8 : le nombre de victoires consécutives remportées par un bateau dessiné par VPLP Design dans la catégorie des grands trimarans. Après le succès inaugural de Pierre 1er en 1990 (Florence Arthaud), se sont en effet imposés les Orma Primagaz (Laurent Bourgnon, 1994 et 1998), Géant (Michel Desjoyeaux, 2002) et Gitana 11 (Lionel Lemonchois, 2006) puis, trois fois de suite, le même bateau, lancé sous le nom de Groupama 3 (Franck Cammas, 2010) avant de devenir Banque Populaire VII (Loïck Peyron) et Idec Sport (Francis Joyon).
1998 : premier triplé en grand multicoque de l’agence, qui truste les trois premières marches du podium en Orma, avec la victoire de Laurent Bourgnon (Primagaz) devant Alain Gautier (Brocéliande) et Franck Cammas (Groupama). Suivront deux autres triplés : en 2014 – Loïck Peyron (Banque Populaire VII), Yann Guichard (Spindrift 2), Sébastien Josse (Gitana XV) – et en 2018 – Francis Joyon (Idec Sport), François Gabart (Macif) et Thomas Coville (Sodebo Ultim’).
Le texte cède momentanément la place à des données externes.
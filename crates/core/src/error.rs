use std::path::PathBuf;

/// Load-time errors. Every one of them is fatal: a template set that fails to load is never
/// used for conversion.
#[derive(Debug, thiserror::Error)]
pub enum ConfigError {
    #[error("invalid input: {0}")]
    InvalidInput(String),

    #[error("failed to read {path}: {source}", path = path.display())]
    FileRead {
        path: PathBuf,
        #[source]
        source: std::io::Error,
    },

    #[error("template {template}: schema mismatch at {path}: {message}")]
    Schema {
        template: String,
        path: String,
        message: String,
    },

    #[error("template {template}, field {field}: invalid spec '{spec}': {reason}")]
    InvalidSpec {
        template: String,
        field: String,
        spec: String,
        reason: String,
    },

    #[error("template {template}, field {field}: invalid condition '{condition}': {reason}")]
    InvalidCondition {
        template: String,
        field: String,
        condition: String,
        reason: String,
    },

    #[error("template {template}, field {field}: invalid script '{script}': {reason}")]
    InvalidScript {
        template: String,
        field: String,
        script: String,
        reason: String,
    },

    #[error("template {template}, field {field}: unknown type '{type_tag}'")]
    UnknownType {
        template: String,
        field: String,
        type_tag: String,
    },

    #[error("template {template}: unknown template reference '{target}'")]
    UnknownTemplate { template: String, target: String },

    #[error("template reference cycle: {0}")]
    Cycle(String),

    #[error("message template {message}, resource {resource}: {reason}")]
    InvalidBinding {
        message: String,
        resource: String,
        reason: String,
    },

    #[error("invalid terminology: {0}")]
    Terminology(String),

    #[error("structure definitions: {0}")]
    Structure(#[from] hl7::Hl7Error),
}

/// Malformed spec, condition or script text. The template loader wraps it with the template
/// and field it came from.
#[derive(Clone, Debug, PartialEq, Eq, thiserror::Error)]
#[error("{0}")]
pub struct SyntaxError(pub String);

impl SyntaxError {
    pub(crate) fn new(message: impl Into<String>) -> Self {
        Self(message.into())
    }
}

/// Field-level failures. The engine logs these and downgrades the field to absent.
#[derive(Debug, thiserror::Error)]
pub enum ExtractionError {
    #[error("value '{value}' is not a valid {type_tag}")]
    InvalidValue { type_tag: String, value: String },

    #[error("unknown type '{0}'")]
    UnknownType(String),

    #[error("unknown template '{0}'")]
    UnknownTemplate(String),

    #[error("script '{script}' failed: {reason}")]
    Script { script: String, reason: String },
}

/// A required field produced nothing while its condition held.
#[derive(Clone, Debug, PartialEq, Eq, thiserror::Error)]
#[error("required field '{field}' produced no value")]
pub struct RequiredFieldMissing {
    pub field: String,
}

/// Top-level conversion failures.
#[derive(Debug, thiserror::Error)]
pub enum ConversionError {
    #[error("failed to parse message: {0}")]
    Parse(#[from] hl7::Hl7Error),

    #[error("no message template for structure '{0}'")]
    NoTemplate(String),
}

pub type ConfigResult<T> = std::result::Result<T, ConfigError>;
pub type ConversionResult<T> = std::result::Result<T, ConversionError>;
2 : le nombre de victoires de VPLP Design dans la catégorie des multicoques de 50 pieds – aujourd’hui Ocean Fifty – avec Crêpes Whaou ! 2 en 2006 (Franck-Yves Escoffier) et FenêtréA-Cardinal (Erwan Le Roux en 2014). 2 victoires également en Imoca, avec le succès en 2014 et 2018 du même bateau, dessiné avec Guillaume Verdier : Macif (François Gabart) qui deviendra SMA (Paul Meilhat).
29 : le nombre de bateaux dessinés par VPLP Design (certains avec d’autres architectes) au départ de l’édition 2022 : 5 en Ultim, 4 en Ocean Fifty, 14 en Imoca (dont 10 co-signés avec Guillaume Verdier), 4 Class40, 2 en Rhum Multi. L’agence est présente dans 5 des 6 catégories en lice.
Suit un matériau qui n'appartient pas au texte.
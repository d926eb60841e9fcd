use anyhow::Context;
use clap::{Parser, Subcommand};
use std::path::{Path, PathBuf};
use tracing_subscriber::{layer::SubscriberExt, util::SubscriberInitExt};

use fhir::OutputFormat;
use h2f_core::{resolve_template_dir, Converter, ConverterConfig, IdStrategy};

#[derive(Parser)]
#[command(name = "h2f")]
#[command(about = "Template-driven HL7 v2 to FHIR converter")]
struct Cli {
    #[command(subcommand)]
    command: Commands,
}

#[derive(Subcommand)]
enum Commands {
    /// Convert one HL7 v2 message file into a FHIR bundle on stdout
    Convert {
        /// Message file (`-` reads stdin)
        file: PathBuf,
        /// Template directory (default: H2F_TEMPLATE_DIR, then the bundled templates)
        #[arg(long)]
        templates: Option<PathBuf>,
        /// Output format: json or yaml
        #[arg(long, default_value = "json")]
        format: OutputFormat,
        /// Number resources `<type>-<n>` instead of using random UUIDs
        #[arg(long)]
        sequential_ids: bool,
    },
    /// Load and validate a template directory
    CheckTemplates {
        /// Template directory (default: H2F_TEMPLATE_DIR, then the bundled templates)
        #[arg(long)]
        templates: Option<PathBuf>,
    },
    /// Print the group tree a message parses into
    Structure {
        /// Message file (`-` reads stdin)
        file: PathBuf,
        /// Template directory whose `structure.yml` extends the bundled structures
        #[arg(long)]
        templates: Option<PathBuf>,
    },
}

/// Main entry point for the `h2f` converter.
///
/// # Environment Variables
/// - `H2F_TEMPLATE_DIR`: template directory used when `--templates` is not given
/// - `H2F_ID_STRATEGY`: `uuid` (default) or `sequential`; `--sequential-ids` overrides it
/// - `RUST_LOG`: log filter (default: `h2f=info`), logs go to stderr
fn main() -> anyhow::Result<()> {
    dotenvy::dotenv().ok();

    tracing_subscriber::registry()
        .with(
            tracing_subscriber::EnvFilter::from_default_env()
                .add_directive("h2f=info".parse()?)
                .add_directive("hl7v2_fhir=info".parse()?),
        )
        .with(tracing_subscriber::fmt::layer().with_writer(std::io::stderr))
        .init();

    let cli = Cli::parse();

    match cli.command {
        Commands::Convert {
            file,
            templates,
            format,
            sequential_ids,
        } => {
            let id_strategy = if sequential_ids {
                IdStrategy::Sequential
            } else {
                env_id_strategy()?
            };
            let converter = load_converter(templates, id_strategy)?;
            let text = read_message(&file)?;
            let bundle = converter
                .convert(&text)
                .with_context(|| format!("failed to convert {}", file.display()))?;
            println!("{}", bundle.render(format)?);
        }
        Commands::CheckTemplates { templates } => {
            let converter = load_converter(templates, IdStrategy::default())?;
            let mut structures: Vec<&str> = converter.templates().message_structures().collect();
            structures.sort_unstable();
            println!(
                "{}: {} templates, {} message structures",
                converter.config().template_dir().display(),
                converter.templates().definition_count(),
                structures.len()
            );
            for structure in structures {
                println!("  {structure}");
            }
        }
        Commands::Structure { file, templates } => {
            let converter = load_converter(templates, IdStrategy::default())?;
            let text = read_message(&file)?;
            let message = converter.parse(&text)?;
            println!("{}", message.structure());
            print!("{}", message.outline());
        }
    }

    Ok(())
}

fn env_id_strategy() -> anyhow::Result<IdStrategy> {
    match std::env::var("H2F_ID_STRATEGY") {
        Ok(value) => Ok(value.parse()?),
        Err(_) => Ok(IdStrategy::default()),
    }
}

fn load_converter(templates: Option<PathBuf>, id_strategy: IdStrategy) -> anyhow::Result<Converter> {
    let override_dir = templates.or_else(|| std::env::var_os("H2F_TEMPLATE_DIR").map(PathBuf::from));
    let template_dir = resolve_template_dir(override_dir)?;
    tracing::debug!(dir = %template_dir.display(), ?id_strategy, "loading templates");

    let config = ConverterConfig::new(template_dir, id_strategy)?;
    Converter::new(config).context("failed to load templates")
}

fn read_message(file: &Path) -> anyhow::Result<String> {
    if file == Path::new("-") {
        return std::io::read_to_string(std::io::stdin()).context("failed to read stdin");
    }
    std::fs::read_to_string(file).with_context(|| format!("failed to read {}", file.display()))
}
67 : l’âge de Philippe Poupon, vainqueur de l’édition 1986, qui revient cette année en classe Rhum Multi sur l’ancien Pierre 1er rebaptisé Flo, en hommage à Florence Arthaud.
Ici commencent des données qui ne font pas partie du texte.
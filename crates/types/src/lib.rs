//! Shared types for the HL7 v2 to FHIR conversion workspace.
//!
//! This crate holds the common currency used by every other crate:
//! - [`Value`] and its scalar/source-location variants
//! - [`NonEmptyText`] for validated template and resource names

pub mod text;
pub mod value;

pub use text::{NonEmptyText, TextError};
pub use value::{FieldValue, Granularity, Scalar, StructureHandle, Value};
12,18 : la taille en mètres des plus petits bateaux au départ du Rhum, les Class40, les plus grands, les Ultim, mesurant 32 mètres de long.
7 jours 14 heures 21 minutes et 47 secondes : le record à battre sur le parcours entre Saint-Malo et Pointe-à-Pitre (3 543 milles, soit 6 552 km), détenu par Idec Sport depuis 2018. Lors de la première édition, 40 ans plus tôt, Mike Birch avait mis 23 jours et 7 heures sur Olympus.
SOUVENIRS DE RHUM
L’histoire de VPLP Design avec la Route du Rhum a débuté en 1986 avec deux premiers multicoques conçus pour Olivier de Kersauson et Olivier Moussy. Les deux fondateurs de l’agence, Vincent Lauriot Prévost et Marc Van Peteghem, ainsi que deux architectes du pôle course, Quentin Lucet et Xavier Guilbaud, livrent leurs souvenirs marquants de l’épreuve.
Marc Van Peteghem : 1990
« J’étais très copain avec Florence Arthaud, je me souviens d’une nuit à discuter, on devait avoir 19 ans, elle était en première année de médecine, moi en maths sup, elle me disait qu’elle voulait arrêter pour se consacrer à la mer et à la voile ; de mon côté, j’envisageais de partir en Angleterre faire une école d’architecture navale. Elle m’avait alors dit que ce serait super qu’un jour, je lui dessine son bateau. C’est le genre de phrase merveilleuse que tu lances comme ça quand tu es gamin, sauf qu’en fait, ça s’est concrétisé pas mal d’années plus tard avec Pierre 1er, à bord duquel elle s’est alignée au départ de la Route du Rhum en 1990. C’est un bateau qui a beaucoup compté pour Vincent (Lauriot Prévost) et pour moi ; entre sa conception et le développement de l’histoire avec Florence, tout aura été magique. Et l’arrivée en Guadeloupe restera un choc émotionnel incroyable, nous étions sur l’eau avec toute la famille de Florence, dont nous sommes restés très proches, tout le monde garde en tête ces images, avec le reflet du soleil sur le flotteur doré. C’est un moment qui m’a marqué à la fois professionnellement et personnellement. »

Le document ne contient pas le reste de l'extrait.